INSTRUCTIONS TO FOLLOW: Count each line below that has the word "ApiClient" in it, and give only the total.

....................

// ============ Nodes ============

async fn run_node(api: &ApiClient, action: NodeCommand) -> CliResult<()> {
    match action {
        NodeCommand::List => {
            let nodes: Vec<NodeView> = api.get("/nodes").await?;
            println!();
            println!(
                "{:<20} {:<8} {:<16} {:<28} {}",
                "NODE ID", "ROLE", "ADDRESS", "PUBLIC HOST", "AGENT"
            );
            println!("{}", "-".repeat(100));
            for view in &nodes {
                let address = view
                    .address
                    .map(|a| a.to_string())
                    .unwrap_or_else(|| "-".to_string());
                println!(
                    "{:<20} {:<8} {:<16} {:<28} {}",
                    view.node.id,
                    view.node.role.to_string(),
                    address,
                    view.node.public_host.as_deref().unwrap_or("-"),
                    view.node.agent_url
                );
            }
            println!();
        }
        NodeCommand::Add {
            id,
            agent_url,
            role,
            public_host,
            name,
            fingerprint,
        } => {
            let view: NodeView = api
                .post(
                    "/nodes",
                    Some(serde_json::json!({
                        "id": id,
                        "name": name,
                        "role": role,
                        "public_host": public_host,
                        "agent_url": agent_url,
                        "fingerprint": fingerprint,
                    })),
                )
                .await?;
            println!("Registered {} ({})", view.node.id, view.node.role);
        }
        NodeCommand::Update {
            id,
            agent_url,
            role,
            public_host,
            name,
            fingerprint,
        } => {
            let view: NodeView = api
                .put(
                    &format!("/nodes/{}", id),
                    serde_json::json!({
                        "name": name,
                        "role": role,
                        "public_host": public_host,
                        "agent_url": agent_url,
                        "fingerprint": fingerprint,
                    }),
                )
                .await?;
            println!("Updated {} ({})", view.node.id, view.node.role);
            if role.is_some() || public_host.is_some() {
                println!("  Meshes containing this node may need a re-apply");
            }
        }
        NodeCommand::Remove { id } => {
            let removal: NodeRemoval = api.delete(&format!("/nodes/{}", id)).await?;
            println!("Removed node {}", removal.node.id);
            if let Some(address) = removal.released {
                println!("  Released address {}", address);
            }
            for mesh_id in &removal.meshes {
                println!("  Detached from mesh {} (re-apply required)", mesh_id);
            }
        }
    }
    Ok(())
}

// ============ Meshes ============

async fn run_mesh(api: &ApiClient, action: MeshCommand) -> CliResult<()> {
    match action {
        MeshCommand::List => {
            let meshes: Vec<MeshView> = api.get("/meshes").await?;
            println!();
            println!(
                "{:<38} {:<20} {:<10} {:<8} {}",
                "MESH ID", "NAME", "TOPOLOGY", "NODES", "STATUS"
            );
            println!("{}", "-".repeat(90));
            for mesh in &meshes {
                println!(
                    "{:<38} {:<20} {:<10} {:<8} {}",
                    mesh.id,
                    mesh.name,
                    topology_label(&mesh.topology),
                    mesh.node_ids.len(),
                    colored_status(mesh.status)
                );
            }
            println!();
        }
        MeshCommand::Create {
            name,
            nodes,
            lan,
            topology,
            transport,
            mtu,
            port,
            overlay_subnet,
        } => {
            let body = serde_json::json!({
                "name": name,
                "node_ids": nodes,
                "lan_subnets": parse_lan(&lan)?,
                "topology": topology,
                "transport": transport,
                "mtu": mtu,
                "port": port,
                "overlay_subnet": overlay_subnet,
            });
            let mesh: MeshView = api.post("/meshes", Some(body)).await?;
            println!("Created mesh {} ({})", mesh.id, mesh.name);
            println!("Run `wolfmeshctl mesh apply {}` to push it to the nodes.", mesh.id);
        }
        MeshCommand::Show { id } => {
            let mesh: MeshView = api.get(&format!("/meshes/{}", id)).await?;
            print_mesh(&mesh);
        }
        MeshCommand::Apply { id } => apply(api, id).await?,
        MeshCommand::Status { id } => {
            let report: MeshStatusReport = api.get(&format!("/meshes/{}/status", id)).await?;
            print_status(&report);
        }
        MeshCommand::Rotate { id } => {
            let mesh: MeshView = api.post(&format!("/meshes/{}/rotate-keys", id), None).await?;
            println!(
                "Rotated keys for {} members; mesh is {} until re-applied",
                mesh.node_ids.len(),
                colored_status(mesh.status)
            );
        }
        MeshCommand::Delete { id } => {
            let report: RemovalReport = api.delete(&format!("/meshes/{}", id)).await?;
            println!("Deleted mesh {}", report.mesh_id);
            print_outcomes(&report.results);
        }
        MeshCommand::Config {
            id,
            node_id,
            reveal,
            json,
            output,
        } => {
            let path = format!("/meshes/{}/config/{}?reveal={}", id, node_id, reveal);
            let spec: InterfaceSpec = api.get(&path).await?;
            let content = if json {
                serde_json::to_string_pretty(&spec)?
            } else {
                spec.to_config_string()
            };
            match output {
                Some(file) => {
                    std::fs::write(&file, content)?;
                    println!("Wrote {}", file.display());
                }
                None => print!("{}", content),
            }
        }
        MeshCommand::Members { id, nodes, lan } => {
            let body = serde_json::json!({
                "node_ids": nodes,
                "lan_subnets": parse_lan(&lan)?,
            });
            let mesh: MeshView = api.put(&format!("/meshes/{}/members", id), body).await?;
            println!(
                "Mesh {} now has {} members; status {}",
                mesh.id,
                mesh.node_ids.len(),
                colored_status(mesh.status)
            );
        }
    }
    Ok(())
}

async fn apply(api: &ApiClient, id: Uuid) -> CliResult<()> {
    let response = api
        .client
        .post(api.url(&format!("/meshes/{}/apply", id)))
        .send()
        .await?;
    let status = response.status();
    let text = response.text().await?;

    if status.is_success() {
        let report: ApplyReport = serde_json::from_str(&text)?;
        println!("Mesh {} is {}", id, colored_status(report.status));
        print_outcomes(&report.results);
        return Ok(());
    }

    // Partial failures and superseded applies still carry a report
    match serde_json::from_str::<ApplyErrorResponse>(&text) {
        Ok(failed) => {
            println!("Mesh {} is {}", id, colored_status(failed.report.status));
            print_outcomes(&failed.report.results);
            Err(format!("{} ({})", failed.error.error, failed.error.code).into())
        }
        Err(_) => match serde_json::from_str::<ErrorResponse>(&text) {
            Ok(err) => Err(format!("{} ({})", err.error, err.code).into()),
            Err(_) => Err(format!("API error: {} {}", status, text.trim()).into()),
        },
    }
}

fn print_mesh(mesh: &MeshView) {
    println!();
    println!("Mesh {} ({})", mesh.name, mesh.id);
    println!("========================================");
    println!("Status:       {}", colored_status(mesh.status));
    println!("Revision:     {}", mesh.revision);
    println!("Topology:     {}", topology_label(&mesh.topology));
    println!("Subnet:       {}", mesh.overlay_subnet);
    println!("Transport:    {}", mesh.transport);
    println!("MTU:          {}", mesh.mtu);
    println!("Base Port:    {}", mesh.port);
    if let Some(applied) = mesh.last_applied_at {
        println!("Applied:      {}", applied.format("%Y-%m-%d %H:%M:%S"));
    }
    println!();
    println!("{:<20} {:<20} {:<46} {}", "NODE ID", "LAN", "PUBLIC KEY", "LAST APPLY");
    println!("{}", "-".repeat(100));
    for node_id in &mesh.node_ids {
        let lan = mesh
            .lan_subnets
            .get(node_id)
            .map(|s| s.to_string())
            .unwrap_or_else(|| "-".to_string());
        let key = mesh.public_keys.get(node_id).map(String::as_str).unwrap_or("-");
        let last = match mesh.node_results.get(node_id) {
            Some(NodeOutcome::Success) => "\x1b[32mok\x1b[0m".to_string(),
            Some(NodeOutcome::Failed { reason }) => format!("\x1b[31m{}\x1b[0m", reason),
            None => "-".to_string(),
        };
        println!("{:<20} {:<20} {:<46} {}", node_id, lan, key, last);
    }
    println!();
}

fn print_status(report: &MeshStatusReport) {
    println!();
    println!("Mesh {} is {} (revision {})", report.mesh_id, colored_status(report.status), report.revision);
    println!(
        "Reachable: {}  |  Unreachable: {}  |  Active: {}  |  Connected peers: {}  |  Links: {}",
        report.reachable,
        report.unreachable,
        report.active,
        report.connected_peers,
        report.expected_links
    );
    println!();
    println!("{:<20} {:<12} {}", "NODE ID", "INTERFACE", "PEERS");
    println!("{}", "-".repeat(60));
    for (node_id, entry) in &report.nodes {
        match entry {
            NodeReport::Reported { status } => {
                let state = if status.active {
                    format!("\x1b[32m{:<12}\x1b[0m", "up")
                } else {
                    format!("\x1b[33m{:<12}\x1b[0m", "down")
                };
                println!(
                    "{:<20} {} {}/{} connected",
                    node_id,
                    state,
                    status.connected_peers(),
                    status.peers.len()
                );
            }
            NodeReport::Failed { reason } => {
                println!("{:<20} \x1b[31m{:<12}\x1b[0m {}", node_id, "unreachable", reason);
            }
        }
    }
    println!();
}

....................

EXERCISE RESPONSE: 3